◆ **Stored data**
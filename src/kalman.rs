use std::f64::consts::PI;

use rand::Rng;
use tracing::warn;

use crate::error::{CarmaError, Result};
use crate::series::TimeSeries;
use crate::types::Prediction;

/// Output of a full forward filter pass.
#[derive(Debug, Clone)]
pub struct FilterOutput {
    /// One-step-ahead predictive means E[y_i | y_0..y_{i-1}].
    pub mean: Vec<f64>,
    /// One-step-ahead predictive variances, measurement error included.
    pub variance: Vec<f64>,
    /// Innovation sequence y_i - mean_i.
    pub innovations: Vec<f64>,
    /// Gaussian log-likelihood of the series.
    pub loglike: f64,
}

impl FilterOutput {
    pub(crate) fn from_pass(series: &TimeSeries, mean: &[f64], variance: &[f64]) -> Self {
        let innovations: Vec<f64> = series
            .y()
            .iter()
            .zip(mean.iter())
            .map(|(y, m)| y - m)
            .collect();
        let loglike = gaussian_loglike(series.y(), mean, variance);
        Self {
            mean: mean.to_vec(),
            variance: variance.to_vec(),
            innovations,
            loglike,
        }
    }
}

/// Prediction-error decomposition of the Gaussian log-likelihood:
///   loglike = -0.5 * sum_i [ ln(2pi var_i) + (y_i - mean_i)^2 / var_i ]
pub fn gaussian_loglike(y: &[f64], mean: &[f64], variance: &[f64]) -> f64 {
    y.iter()
        .zip(mean.iter())
        .zip(variance.iter())
        .map(|((y, m), v)| {
            let r = y - m;
            -0.5 * ((2.0 * PI * v).ln() + r * r / v)
        })
        .sum()
}

/// Fail on a predictive variance that is non-finite or not above `min_variance`.
pub(crate) fn check_variance(index: usize, variance: f64, min_variance: f64) -> Result<()> {
    if variance.is_finite() && variance > min_variance {
        return Ok(());
    }
    warn!(index, variance, min_variance, "predictive variance is not positive");
    Err(CarmaError::NumericalInstability { index, variance })
}

/// Fail on a query time that is not finite.
pub(crate) fn check_query_time(time: f64) -> Result<()> {
    if time.is_finite() {
        Ok(())
    } else {
        Err(CarmaError::InvalidParameter(format!(
            "query time must be finite, got {}",
            time
        )))
    }
}

/// Kalman filter for a continuous-time autoregressive process observed at
/// irregular times.
///
/// `reset` and `update` advance the forward recursion in place and fill the
/// `mean`/`variance` arrays. `predict` and `simulate` work on a private copy
/// of the recursion and leave the filter untouched.
pub trait KalmanFilter {
    /// Conditioning series.
    fn series(&self) -> &TimeSeries;

    /// Re-initialize to the stationary prior; sets `current_index` to 1.
    fn reset(&mut self) -> Result<()>;

    /// Advance the recursion by one observation.
    fn update(&mut self) -> Result<()>;

    /// Index of the next observation `update` will fill.
    fn current_index(&self) -> usize;

    fn mean(&self) -> &[f64];

    fn variance(&self) -> &[f64];

    /// Predictive distribution of the process at `time` given the whole series.
    fn predict(&self, time: f64) -> Result<Prediction>;

    /// Draw process values at `times`, conditional on the series. Results are
    /// returned in the order of `times`.
    ///
    /// Each draw is conditioned on as an error-free observation before the
    /// next query is predicted. With high order and query spacing far below
    /// the process decorrelation time, the conditional variance of the next
    /// point falls to f64 round-off and the call fails with
    /// [`CarmaError::NumericalInstability`]; coarsen the grid or add
    /// measurement error to the conditioning series.
    fn simulate<R: Rng + ?Sized>(&self, times: &[f64], rng: &mut R) -> Result<Vec<f64>>;

    /// Reset, then update through every observation.
    fn filter(&mut self) -> Result<FilterOutput> {
        self.reset()?;
        while self.current_index() < self.series().len() {
            self.update()?;
        }
        Ok(FilterOutput::from_pass(
            self.series(),
            self.mean(),
            self.variance(),
        ))
    }

    /// Log-likelihood of the series from a full filter pass.
    fn loglike(&mut self) -> Result<f64> {
        Ok(self.filter()?.loglike)
    }
}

◆ **INSTRUCTIONS FOR THE TASK**
Give again, word for word, every line from the one holding "fn update(&mut self) -> Result<()>;" to the end of the data.

◆ **EXPECTED OUTPUT**
    fn update(&mut self) -> Result<()>;

    /// Index of the next observation `update` will fill.
    fn current_index(&self) -> usize;

    fn mean(&self) -> &[f64];

    fn variance(&self) -> &[f64];

    /// Predictive distribution of the process at `time` given the whole series.
    fn predict(&self, time: f64) -> Result<Prediction>;

    /// Draw process values at `times`, conditional on the series. Results are
    /// returned in the order of `times`.
    ///
    /// Each draw is conditioned on as an error-free observation before the
    /// next query is predicted. With high order and query spacing far below
    /// the process decorrelation time, the conditional variance of the next
    /// point falls to f64 round-off and the call fails with
    /// [`CarmaError::NumericalInstability`]; coarsen the grid or add
    /// measurement error to the conditioning series.
    fn simulate<R: Rng + ?Sized>(&self, times: &[f64], rng: &mut R) -> Result<Vec<f64>>;

    /// Reset, then update through every observation.
    fn filter(&mut self) -> Result<FilterOutput> {
        self.reset()?;
        while self.current_index() < self.series().len() {
            self.update()?;
        }
        Ok(FilterOutput::from_pass(
            self.series(),
            self.mean(),
            self.variance(),
        ))
    }

    /// Log-likelihood of the series from a full filter pass.
    fn loglike(&mut self) -> Result<f64> {
        Ok(self.filter()?.loglike)
    }
}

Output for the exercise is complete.